Step 1 of the three-step cross-pillar correlation flow. Partitions an anchor's time window into "high phase" (anchor > anchor median) and "low phase", then for each candidate metric computes the relative gap between phase means. Candidates whose gap meets the floor (default 15%) are "moved" — they co-varied with the anchor.

Returns a deterministic ranked list of (metric, gap_pct, direction). No Pearson, no tier labels, no causal framing.

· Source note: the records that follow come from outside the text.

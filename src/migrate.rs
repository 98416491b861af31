use anyhow::Result;
use sqlx::SqlitePool;

use crate::config::Config;
use crate::db;

pub async fn run_migrations(config: &Config) -> Result<()> {
    let pool = db::connect(config).await?;
    apply_schema(&pool).await?;
    pool.close().await;
    Ok(())
}

/// Create every table and index. Safe to run repeatedly.
pub async fn apply_schema(pool: &SqlitePool) -> Result<()> {
    sqlx::query(
        r#"
        CREATE TABLE IF NOT EXISTS user_profiles (
            user_id TEXT PRIMARY KEY,
            email TEXT NOT NULL,
            tier TEXT NOT NULL DEFAULT 'free' CHECK (tier IN ('free', 'pro')),
            subscription_status TEXT NOT NULL DEFAULT 'inactive'
                CHECK (subscription_status IN ('active', 'inactive', 'cancelled', 'past_due')),
            billing_customer_id TEXT,
            created_at INTEGER NOT NULL,
            updated_at INTEGER NOT NULL
        )
        "#,
    )
    .execute(pool)
    .await?;

    sqlx::query(
        r#"
        CREATE TABLE IF NOT EXISTS raw_documents (
            id TEXT PRIMARY KEY,
            source TEXT NOT NULL,
            url TEXT NOT NULL UNIQUE,
            title TEXT,
            text TEXT NOT NULL,
            content_hash TEXT NOT NULL UNIQUE,
            scraped_at INTEGER NOT NULL
        )
        "#,
    )
    .execute(pool)
    .await?;

    sqlx::query(
        r#"
        CREATE TABLE IF NOT EXISTS processed_documents (
            id TEXT PRIMARY KEY,
            source TEXT NOT NULL,
            raw_id TEXT NOT NULL UNIQUE,
            cleaned_text TEXT NOT NULL,
            tokens_json TEXT NOT NULL DEFAULT '[]',
            word_count INTEGER NOT NULL,
            sentence_count INTEGER NOT NULL,
            quality_score REAL NOT NULL CHECK (quality_score >= 0.0 AND quality_score <= 1.0),
            readability_score REAL NOT NULL,
            vocabulary_diversity REAL NOT NULL,
            training_ready INTEGER NOT NULL DEFAULT 0,
            processed_at INTEGER NOT NULL,
            FOREIGN KEY (raw_id) REFERENCES raw_documents(id) ON DELETE CASCADE
        )
        "#,
    )
    .execute(pool)
    .await?;

    sqlx::query(
        r#"
        CREATE TABLE IF NOT EXISTS training_jobs (
            id TEXT PRIMARY KEY,
            name TEXT NOT NULL,
            model_name TEXT NOT NULL,
            source_filter TEXT,
            config_json TEXT NOT NULL DEFAULT '{}',
            status TEXT NOT NULL DEFAULT 'pending'
                CHECK (status IN ('pending', 'started', 'training', 'completed', 'failed')),
            model_path TEXT,
            error_message TEXT,
            requested_by TEXT,
            created_at INTEGER NOT NULL,
            started_at INTEGER,
            completed_at INTEGER,
            failed_at INTEGER,
            CHECK (status != 'completed' OR (model_path IS NOT NULL AND error_message IS NULL)),
            CHECK (status != 'failed' OR (error_message IS NOT NULL AND model_path IS NULL))
        )
        "#,
    )
    .execute(pool)
    .await?;

    sqlx::query(
        r#"
        CREATE TABLE IF NOT EXISTS api_usage (
            id INTEGER PRIMARY KEY AUTOINCREMENT,
            user_id TEXT NOT NULL,
            endpoint TEXT NOT NULL,
            tokens_used INTEGER NOT NULL DEFAULT 0,
            latency_ms INTEGER NOT NULL DEFAULT 0,
            status_code INTEGER NOT NULL,
            created_at INTEGER NOT NULL
        )
        "#,
    )
    .execute(pool)
    .await?;

    sqlx::query(
        r#"
        CREATE TABLE IF NOT EXISTS chat_sessions (
            id TEXT PRIMARY KEY,
            user_id TEXT NOT NULL,
            model_version TEXT,
            created_at INTEGER NOT NULL
        )
        "#,
    )
    .execute(pool)
    .await?;

    sqlx::query(
        r#"
        CREATE TABLE IF NOT EXISTS chat_messages (
            id TEXT PRIMARY KEY,
            session_id TEXT NOT NULL,
            user_id TEXT NOT NULL,
            user_message TEXT NOT NULL,
            bot_response TEXT NOT NULL,
            tokens_used INTEGER NOT NULL DEFAULT 0,
            latency_ms INTEGER NOT NULL DEFAULT 0,
            model_version TEXT,
            created_at INTEGER NOT NULL,
            FOREIGN KEY (session_id) REFERENCES chat_sessions(id) ON DELETE CASCADE
        )
        "#,
    )
    .execute(pool)
    .await?;

    // At most one non-terminal job per model. Concurrent triggers race on
    // this index, not on an application-level check.
    sqlx::query(
        r#"
        CREATE UNIQUE INDEX IF NOT EXISTS idx_training_jobs_active_model
        ON training_jobs(model_name)
        WHERE status IN ('pending', 'started', 'training')
        "#,
    )
    .execute(pool)
    .await?;

    let indexes = [
        "CREATE INDEX IF NOT EXISTS idx_raw_documents_source_scraped ON raw_documents(source, scraped_at DESC)",
        "CREATE INDEX IF NOT EXISTS idx_processed_documents_source_ready ON processed_documents(source, training_ready)",
        "CREATE INDEX IF NOT EXISTS idx_training_jobs_model_created ON training_jobs(model_name, created_at DESC)",
        "CREATE INDEX IF NOT EXISTS idx_training_jobs_status ON training_jobs(status)",
        "CREATE INDEX IF NOT EXISTS idx_api_usage_user_created ON api_usage(user_id, created_at)",
        "CREATE INDEX IF NOT EXISTS idx_api_usage_created ON api_usage(created_at)",
        "CREATE INDEX IF NOT EXISTS idx_user_profiles_customer ON user_profiles(billing_customer_id)",
        "CREATE INDEX IF NOT EXISTS idx_chat_sessions_user ON chat_sessions(user_id)",
        "CREATE INDEX IF NOT EXISTS idx_chat_messages_session_created ON chat_messages(session_id, created_at DESC)",
    ];
    for ddl in indexes {
        sqlx::query(ddl).execute(pool).await?;
    }

    Ok(())
}
use anyhow::Result;
use sqlx::sqlite::{SqliteConnectOptions, SqlitePool, SqlitePoolOptions};
use std::str::FromStr;
use std::time::Duration;

use crate::config::Config;

pub async fn connect(config: &Config) -> Result<SqlitePool> {
    let db_path = &config.db.path;

    // Ensure parent directory exists
    if let Some(parent) = db_path.parent() {
        std::fs::create_dir_all(parent)?;
    }

    let options = SqliteConnectOptions::from_str(&format!("sqlite:{}", db_path.display()))?
        .create_if_missing(true)
        .foreign_keys(true)
        .busy_timeout(Duration::from_secs(10))
        .journal_mode(sqlx::sqlite::SqliteJournalMode::Wal);

    let pool = SqlitePoolOptions::new()
        .max_connections(5)
        .connect_with(options)
        .await?;

    Ok(pool)
}
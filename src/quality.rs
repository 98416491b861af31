//! Text metrics and composite quality score for processed documents.
//!
//! Used when the processing step hands over cleaned text without its own
//! scores. The score is a sum of banded contributions (length, sentence
//! shape, readability, vocabulary) capped at 1.0.

use std::collections::HashSet;

#[derive(Debug, Clone, PartialEq)]
pub struct TextMetrics {
    pub word_count: i64,
    pub sentence_count: i64,
    pub avg_sentence_length: f64,
    /// Flesch reading ease.
    pub readability: f64,
    /// Unique alphabetic words over total words.
    pub vocabulary_diversity: f64,
}

pub fn analyze(text: &str) -> TextMetrics {
    let words: Vec<&str> = text
        .split_whitespace()
        .map(|w| w.trim_matches(|c: char| !c.is_alphanumeric()))
        .filter(|w| !w.is_empty())
        .collect();
    let word_count = words.len() as i64;
    let sentence_count = count_sentences(text, word_count);

    let avg_sentence_length = word_count as f64 / sentence_count.max(1) as f64;

    let readability = if word_count == 0 {
        0.0
    } else {
        let syllables: usize = words.iter().map(|w| count_syllables(w)).sum();
        206.835 - 1.015 * avg_sentence_length - 84.6 * (syllables as f64 / word_count as f64)
    };

    let unique: HashSet<String> = words
        .iter()
        .filter(|w| w.chars().all(char::is_alphabetic))
        .map(|w| w.to_lowercase())
        .collect();
    let vocabulary_diversity = unique.len() as f64 / word_count.max(1) as f64;

    TextMetrics {
        word_count,
        sentence_count,
        avg_sentence_length,
        readability,
        vocabulary_diversity,
    }
}

/// Blend length, sentence length, readability and vocabulary bands into a
/// score. The bands sum to at most 0.80, so a `quality_threshold` above
/// that is never reached by computed scores; only caller-supplied scores
/// can clear it.
pub fn quality_score(m: &TextMetrics) -> f64 {
    let mut score = 0.0;

    score += match m.word_count {
        100..=2000 => 0.25,
        50..=99 | 2001..=3000 => 0.15,
        0..=49 => 0.05,
        _ => 0.1,
    };

    let asl = m.avg_sentence_length;
    if (10.0..=25.0).contains(&asl) {
        score += 0.2;
    } else if (5.0..10.0).contains(&asl) || (asl > 25.0 && asl <= 35.0) {
        score += 0.1;
    }

    let flesch = m.readability;
    if (30.0..=70.0).contains(&flesch) {
        score += 0.2;
    } else if flesch > 70.0 && flesch <= 90.0 {
        score += 0.15;
    } else if flesch > 90.0 {
        score += 0.1;
    }

    if m.vocabulary_diversity > 0.6 {
        score += 0.15;
    } else if m.vocabulary_diversity > 0.4 {
        score += 0.1;
    }

    f64::min(score, 1.0)
}

fn count_sentences(text: &str, word_count: i64) -> i64 {
    if word_count == 0 {
        return 0;
    }
    let mut count = 0;
    let mut in_terminator = false;
    for c in text.chars() {
        if matches!(c, '.' | '!' | '?') {
            if !in_terminator {
                count += 1;
            }
            in_terminator = true;
        } else if !c.is_whitespace() {
            in_terminator = false;
        }
    }
    // Trailing text without a terminator still forms a sentence.
    let ends_open = text
        .trim_end()
        .chars()
        .last()
        .map(|c| !matches!(c, '.' | '!' | '?'))
        .unwrap_or(false);
    if ends_open {
        count += 1;
    }
    count.max(1)
}

/// Vowel-group syllable estimate, ignoring a silent trailing `e`.
fn count_syllables(word: &str) -> usize {
    let lower = word.to_lowercase();
    let chars: Vec<char> = lower.chars().filter(|c| c.is_alphabetic()).collect();
    if chars.is_empty() {
        return 1;
    }
    let is_vowel = |c: char| matches!(c, 'a' | 'e' | 'i' | 'o' | 'u' | 'y');

    let mut groups = 0;
    let mut prev_vowel = false;
    for &c in &chars {
        let v = is_vowel(c);
        if v && !prev_vowel {
            groups += 1;
        }
        prev_vowel = v;
    }
    if chars.len() > 2 && chars[chars.len() - 1] == 'e' && !is_vowel(chars[chars.len() - 2]) {
        groups -= 1;
    }
    groups.max(1)
}
//! # Quota Ledger CLI (`qledger`)
//!
//! The `qledger` binary is the operator interface for the ledger. It
//! provides commands for database initialization, content ingestion,
//! training job management, usage accounting, retention, and starting the
//! HTTP server. Every command runs as the trusted service identity.
//!
//! ## Usage
//!
//! ```bash
//! qledger --config ./config/ledger.toml <command>
//! ```
//!
//! ## Commands
//!
//! | Command | Description |
//! |---------|-------------|
//! | `qledger init` | Create the SQLite database and apply the schema |
//! | `qledger ingest` | Store a raw scraped document (deduplicated) |
//! | `qledger process <raw-id>` | Record a processed document |
//! | `qledger ready <id>` | Mark a processed document training-ready |
//! | `qledger stats` | Corpus and usage statistics |
//! | `qledger job trigger\|advance\|show\|list` | Training job lifecycle |
//! | `qledger usage record` | Append an API usage row |
//! | `qledger quota <user>` | A user's usage today against their tier |
//! | `qledger cleanup` | Run one retention pass |
//! | `qledger provision <user> <email>` | Create a default profile |
//! | `qledger serve` | Start the HTTP server |

use clap::{Parser, Subcommand};
use std::path::PathBuf;
use tracing_subscriber::{layer::SubscriberExt, util::SubscriberInitExt, EnvFilter};

use quota_ledger::models::UsageRecord;
use quota_ledger::{commands, config, migrate, server, stats};

/// Quota Ledger CLI: usage quotas, content dedup and training jobs for a
/// tiered chat product.
///
/// All commands accept a `--config` flag pointing to a TOML configuration
/// file. See `config/ledger.example.toml` for a full example.
#[derive(Parser)]
#[command(
    name = "qledger",
    about = "Quota Ledger: usage quotas, content dedup and training-job lifecycle",
    version
)]
struct Cli {
    /// Path to configuration file (TOML).
    #[arg(long, global = true, default_value = "./config/ledger.toml")]
    config: PathBuf,

    #[command(subcommand)]
    command: Commands,
}

#[derive(Subcommand)]
enum Commands {
    /// Initialize the database schema.
    ///
    /// Idempotent: running it multiple times is safe.
    Init,

    /// Store a raw scraped document.
    ///
    /// Identical text is reported as a duplicate and not stored again; a
    /// known URL with different text is reported as a conflict.
    Ingest {
        #[arg(long)]
        source: String,
        #[arg(long)]
        url: String,
        #[arg(long)]
        title: Option<String>,
        /// Document text.
        #[arg(long)]
        text: Option<String>,
        /// Read the document text from a file instead.
        #[arg(long)]
        file: Option<PathBuf>,
    },

    /// Record the processed form of a raw document.
    ///
    /// Without `--quality-score`, metrics are computed from the text.
    Process {
        /// Raw document id.
        raw_id: String,
        #[arg(long)]
        text: Option<String>,
        #[arg(long)]
        file: Option<PathBuf>,
        #[arg(long)]
        quality_score: Option<f64>,
        /// Token ids, comma separated.
        #[arg(long, value_delimiter = ',')]
        tokens: Vec<u32>,
    },

    /// Mark a processed document training-ready.
    Ready {
        /// Processed document id.
        id: String,
    },

    /// Show corpus, training and usage statistics.
    Stats,

    /// Manage training jobs.
    Job {
        #[command(subcommand)]
        action: JobAction,
    },

    /// Record API usage.
    Usage {
        #[command(subcommand)]
        action: UsageAction,
    },

    /// Show a user's quota for today.
    Quota {
        user_id: String,
    },

    /// Run one retention cleanup pass.
    Cleanup,

    /// Provision a default profile for a user (idempotent).
    Provision {
        user_id: String,
        email: String,
    },

    /// Start the HTTP server.
    ///
    /// Binds to `[server].bind` and runs retention on
    /// `[retention].interval_hours`.
    Serve,
}

#[derive(Subcommand)]
enum JobAction {
    /// Create a pending job. Fails if the model already has an active job.
    Trigger {
        #[arg(long)]
        name: String,
        #[arg(long)]
        model: String,
        /// Restrict the job to one content source.
        #[arg(long)]
        source: Option<String>,
        /// Opaque job configuration as JSON.
        #[arg(long)]
        config_json: Option<String>,
    },
    /// Move a job to a new status.
    Advance {
        id: String,
        /// started, training, completed or failed.
        status: String,
        #[arg(long)]
        model_path: Option<String>,
        #[arg(long)]
        error: Option<String>,
    },
    /// Print a job as JSON.
    Show { id: String },
    /// List jobs, newest first.
    List {
        #[arg(long)]
        model: Option<String>,
        #[arg(long, default_value_t = 20)]
        limit: i64,
    },
}

#[derive(Subcommand)]
enum UsageAction {
    /// Append one usage row.
    Record {
        #[arg(long)]
        user: String,
        #[arg(long)]
        endpoint: String,
        #[arg(long, default_value_t = 0)]
        tokens: i64,
        #[arg(long, default_value_t = 0)]
        latency_ms: i64,
        #[arg(long, default_value_t = 200)]
        status_code: i64,
    },
}

#[tokio::main]
async fn main() -> anyhow::Result<()> {
    tracing_subscriber::registry()
        .with(
            EnvFilter::try_from_default_env()
                .unwrap_or_else(|_| "quota_ledger=info,tower_http=info".into()),
        )
        .with(tracing_subscriber::fmt::layer().with_writer(std::io::stderr))
        .init();

    let cli = Cli::parse();
    let cfg = config::load_config(&cli.config)?;

    match cli.command {
        Commands::Init => {
            migrate::run_migrations(&cfg).await?;
            println!("Database initialized successfully.");
        }
        Commands::Ingest {
            source,
            url,
            title,
            text,
            file,
        } => {
            let text = commands::read_text(text, file.as_deref())?;
            commands::run_ingest(&cfg, &source, &url, title.as_deref(), &text).await?;
        }
        Commands::Process {
            raw_id,
            text,
            file,
            quality_score,
            tokens,
        } => {
            let text = commands::read_text(text, file.as_deref())?;
            commands::run_process(&cfg, &raw_id, &text, quality_score, tokens).await?;
        }
        Commands::Ready { id } => {
            commands::run_ready(&cfg, &id).await?;
        }
        Commands::Stats => {
            stats::run_stats(&cfg).await?;
        }
        Commands::Job { action } => match action {
            JobAction::Trigger {
                name,
                model,
                source,
                config_json,
            } => {
                commands::run_job_trigger(&cfg, &name, &model, source, config_json.as_deref())
                    .await?;
            }
            JobAction::Advance {
                id,
                status,
                model_path,
                error,
            } => {
                commands::run_job_advance(&cfg, &id, &status, model_path, error).await?;
            }
            JobAction::Show { id } => {
                commands::run_job_show(&cfg, &id).await?;
            }
            JobAction::List { model, limit } => {
                commands::run_job_list(&cfg, model.as_deref(), limit).await?;
            }
        },
        Commands::Usage { action } => match action {
            UsageAction::Record {
                user,
                endpoint,
                tokens,
                latency_ms,
                status_code,
            } => {
                commands::run_usage_record(
                    &cfg,
                    UsageRecord {
                        user_id: user,
                        endpoint,
                        tokens,
                        latency_ms,
                        status_code,
                    },
                )
                .await?;
            }
        },
        Commands::Quota { user_id } => {
            commands::run_quota(&cfg, &user_id).await?;
        }
        Commands::Cleanup => {
            commands::run_cleanup(&cfg).await?;
        }
        Commands::Provision { user_id, email } => {
            commands::run_provision(&cfg, &user_id, &email).await?;
        }
        Commands::Serve => {
            server::run_server(&cfg).await?;
        }
    }

    Ok(())
}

Use this tool first to narrow the candidate pool before calling rank_by_shape_similarity.

Example

You

which metrics moved when Payment_Gateway_Timeout spiked?

Log10x

4 metrics moved with the anchor (phase gap ≥ 15%).

Metric Gap Direction
apm_request_duration_p99{service="payments"} 68% up with anchor
http_client_requests_total{status="503"} 52% up with anchor
db_connection_pool_active 31% up with anchor
apm_request_duration_p50{service="payments"} 18% up with anchor

More to ask

  • "which metrics moved when this pattern spiked, 2h window"
  • "rank these candidates by shape similarity" → routes to log10x_rank_by_shape_similarity

Prerequisites

LOG10X_CUSTOMER_METRICS_URL configured. Reporter deployed for log10x pattern anchors.

Schema and samples

Input schema

Agent-facing JSON Schema (the canonical shape the MCP server publishes via tools/list):

{
  "type": "object",
  "properties": {
    "anchor_type": {
      "type": "string",
      "enum": [
        "log10x_pattern",
        "customer_metric"
      ],
      "description": "Anchor side. `log10x_pattern` = anchor is a 10x pattern. `customer_metric` = anchor is a customer PromQL."
    },
    "anchor": {
      "type": "string",
      "description": "Anchor identity (pattern symbol_message OR customer PromQL expression)."
    },
    "candidates": {
      "type": "array",
      "items": {
        "type": "string"
      },
      "minItems": 1,
      "maxItems": 100,
      "description": "Customer-side PromQL expressions to evaluate (max 100). An AI caller reasoning over results can't meaningfully digest more than a few dozen; the cap reflects that, not a backend constraint. Pre-filter with `metrics_sharing_resource` or label-scoped `customer_metrics_query` queries."
    },
    "window": {
      "type": "string",
      "default": "1h",
      "description": "Time window. Alias: `timeRange`."
    },
    "timeRange": {
      "type": "string"
    },
    "step": {
      "type": "string",
      "default": "30s",
      "description": "Bucket step."
    },
    "phase_gap_floor": {
      "type": "number",
      "minimum": 0,
      "maximum": 1,
      "default": 0.15,
      "description": "Relative gap floor between anchor-high and anchor-low phase means. Candidate is \"moved\" iff its gap ≥ this. Default 0.15 (=15%) is an uncalibrated default — output is tagged `unvalidated_default` until a caller-side calibration overrides it. See `docs/cross-pillar-primitives.md` for the calibration playbook."
    },
    "environment": {
      "type": "string"
    }
  },
  "required": [
    "anchor_type",
    "anchor",
    "candidates"
  ],
  "additionalProperties": false
}

Source: src/tools/metrics-that-moved.ts.

Output schema

The data block inside the StructuredOutput envelope:

interface ToolData {
  moved: Array<{
    candidate: string;
    gap_pct: number;
    direction: 'up_with_anchor' | 'down_with_anchor';
    mean_high_phase: number;
    mean_low_phase: number;
  }>;
  not_moved: string[];
  anchor_dispersion: number;
  phase_gap_floor_used: number;
  calibration_tag?: 'unvalidated_default';
}

Envelope-level fields: summary.headline, actions[] (routes to log10x_rank_by_shape_similarity), schema_epoch.